OB und Sozialdezernentin kritisieren die Landesregierung scharf

Das ist die Geflüchteten-Situation in Dortmund im Überblick – Das plant die Stadtspitze

Flüchtlingsunterkunft Braunschweiger Straße
Die Unterkunft an der Braunschweiger Straße war bereits 2015 für Geflüchtete in Betrieb. Nun könnte die „Stand-By-Einrichtung“ binnen vier Wochen reaktiviert werden.

Die Unterbringung von Geflüchteten ist immer ein großer organisatorischer Aufwand. Hinzu kommen immer wieder Streitigkeiten zwischen Land und Kommunen – so auch in Dortmund. Die Stadtverwaltung kritisiert die Landesregierung scharf und fordert mehr Initiative von NRW-Ministerpräsident Wüst.

So ist die aktuelle Geflüchteten-Situation in Dortmund

Mit Stand vom 31. August 2023 leben 9.103 ukrainische Staatsangehörige in Dortmund. Die wenigsten von ihnen leben in einer städtischen Unterkunft. Daher gibt es dort noch Platz. Sozialdezernentin Birgit Zoerner erklärt die Flüchtlingssituation in Dortmund. Aktuell seien 358 Plätze in drei Unterkünften (Grevendiecksfeld, Mergelteichstraße, Nierstefeldstraße) sofort verfügbar, das entspricht einer Auslastung von 50 Prozent. Weitere 900 Plätze könnten in sogenannten „Stand-By-Einrichtungen“ binnen vier Wochen eingerichtet werden.

Stadträtin Birgit Zoerner, Sozialdezernentin der Stadt Dortmund
Sozialdezernentin Birgit Zoerner verkündet die aktuellen Kapazitäten Dortmunds. Nordstadtblogger-Redaktion | Nordstadtblogger

Diese sieben Unterkünfte befinden sich in der Braunschweiger Straße, der Niergartenstraße, im Landhaus Syburg, der früheren Hauptschule am Ostpark, der Leuthardtstraße, der Weißen Taube und der Hauptschule Derne. Die Schwierigkeit bestehe allerdings meist darin gut geschultes Betreuungspersonal zu finden, so Zoerner.

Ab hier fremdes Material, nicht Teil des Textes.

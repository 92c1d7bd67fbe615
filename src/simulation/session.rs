// src/simulation/session.rs

use crate::io::snapshot::{self, SnapshotStore};
use crate::model::state::SimulationState;
use crate::simulation::config::{time_units_per_step, SimulationConfig, SimulationParams};
use crate::simulation::engine;
use crate::simulation::metrics::DisplayMetrics;
use std::ops::ControlFlow;
use std::thread;
use std::time::{Duration, Instant};
use tracing::{debug, info, warn};

/// Owns the simulation state between intervals and applies the host's actions
/// (start, pause, reset) to it.
pub struct Session<S: SnapshotStore> {
    params: SimulationParams,
    state: SimulationState,
    interval_ms: u64,
    running: bool,
    reset_token: u64,
    store: S,
}

impl<S: SnapshotStore> Session<S> {
    /// Opens a session, resuming from the store when it holds a snapshot for
    /// this reset token and starting fresh otherwise.
    pub fn new(params: SimulationParams, config: &SimulationConfig, store: S) -> Self {
        let params = params.sanitized();
        let reset_token = config.reset_token;
        let state = Self::resume_or_fresh(&store, reset_token, &params);
        Self {
            params,
            state,
            interval_ms: config.base_interval_ms,
            running: config.start_running,
            reset_token,
            store,
        }
    }

    fn resume_or_fresh(store: &S, reset_token: u64, params: &SimulationParams) -> SimulationState {
        let stored = match store.load() {
            Ok(stored) => stored,
            Err(err) => {
                warn!("Unable to read saved state: {}", err);
                None
            }
        };
        let Some(text) = stored else {
            return SimulationState::initial(params);
        };
        match snapshot::decode(&text, reset_token, params) {
            Ok(state) => {
                info!(tick = state.tick, score = state.score, "session.resumed");
                state
            }
            Err(err) => {
                warn!("Discarding saved state: {}", err);
                SimulationState::initial(params)
            }
        }
    }

    pub fn state(&self) -> &SimulationState {
        &self.state
    }

    pub fn params(&self) -> &SimulationParams {
        &self.params
    }

    /// New host parameters take effect from the next interval.
    pub fn set_params(&mut self, params: SimulationParams) {
        self.params = params.sanitized();
    }

    pub fn reset_token(&self) -> u64 {
        self.reset_token
    }

    pub fn store(&self) -> &S {
        &self.store
    }

    /// Simulated days per interval at the current speed.
    pub fn time_units_per_step(&self) -> f64 {
        time_units_per_step(self.interval_ms, self.params.speed_unit)
    }

    pub fn is_running(&self) -> bool {
        self.running
    }

    pub fn start(&mut self) {
        self.running = true;
    }

    pub fn pause(&mut self) {
        self.running = false;
    }

    pub fn toggle(&mut self) -> bool {
        self.running = !self.running;
        self.running
    }

    /// Stops the session, throws away the stored snapshot and starts over.
    pub fn reset(&mut self) {
        self.running = false;
        self.reset_token += 1;
        self.state = SimulationState::initial(&self.params);
        if let Err(err) = self.store.clear() {
            warn!("Unable to clear saved state: {}", err);
        }
        self.persist();
        debug!(reset_token = self.reset_token, "session.reset");
    }

    /// One ticker interval: tick when running, then project and persist.
    pub fn on_interval(&mut self) -> DisplayMetrics {
        if self.running {
            let dt = self.time_units_per_step();
            let state = std::mem::take(&mut self.state);
            self.state = engine::tick(state, &self.params, dt);
        } else {
            engine::sync_planning(&mut self.state, &self.params);
        }
        let metrics = self.metrics();
        self.persist();
        metrics
    }

    pub fn metrics(&self) -> DisplayMetrics {
        DisplayMetrics::project(&self.state, &self.params)
    }

    fn persist(&mut self) {
        let result = snapshot::encode(&self.state, self.reset_token)
            .and_then(|text| self.store.save(text));
        if let Err(err) = result {
            warn!("Unable to persist state: {}", err);
        }
    }
}

/// Fixed-interval driver for a session loop.
#[derive(Debug, Clone)]
pub struct Ticker {
    interval: Duration,
    realtime: bool,
}

impl Ticker {
    pub fn new(interval: Duration, realtime: bool) -> Self {
        Self { interval, realtime }
    }

    pub fn from_config(config: &SimulationConfig) -> Self {
        Self::new(
            Duration::from_millis(config.base_interval_ms),
            config.realtime,
        )
    }

    /// Calls `on_tick` up to `limit` times in order. Returning `Break` stops the
    /// ticker; no later interval runs. Returns the number of intervals fired.
    pub fn run<F>(&self, limit: usize, mut on_tick: F) -> usize
    where
        F: FnMut(usize) -> ControlFlow<()>,
    {
        let mut deadline = Instant::now();
        for index in 0..limit {
            if self.realtime {
                deadline += self.interval;
                let now = Instant::now();
                if deadline > now {
                    thread::sleep(deadline - now);
                }
            }
            if on_tick(index).is_break() {
                return index + 1;
            }
        }
        limit
    }
}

Die Stadt hat im Moment keine Aufnahmeverpflichtung, da man in der Vergangenheit mehr Personen aufgenommen hat, als man laut Gesetz verpflichtet wäre. Die Dortmunder Aufnahmequote liegt aktuell bei 102%. Aufgrund der Ankündigung der Landesregierung jede Woche zwischen 1000 und 1500 Geflüchtete auf die Kommunen aufzuteilen, muss die Stadt in vier Wochen aber im Schnitt 45 Menschen pro Woche aufnehmen.

Neue Zentrale Unterbringungseinrichtung in Dortmund geplant

Für die Unterbringung von Geflüchteten gibt es klare Abläufe. Die Bundesländer müssen je nach Einwohner:innenzahl eine unterschiedlich hohe Anzahl an Menschen aufnehmen. Berechnet wird dieses Verfahren durch den sogenannten „Königssteiner Schlüssel.“ Die Quote für das bevölkerungsreichste Bundesland NRW liegt bei 21,2%.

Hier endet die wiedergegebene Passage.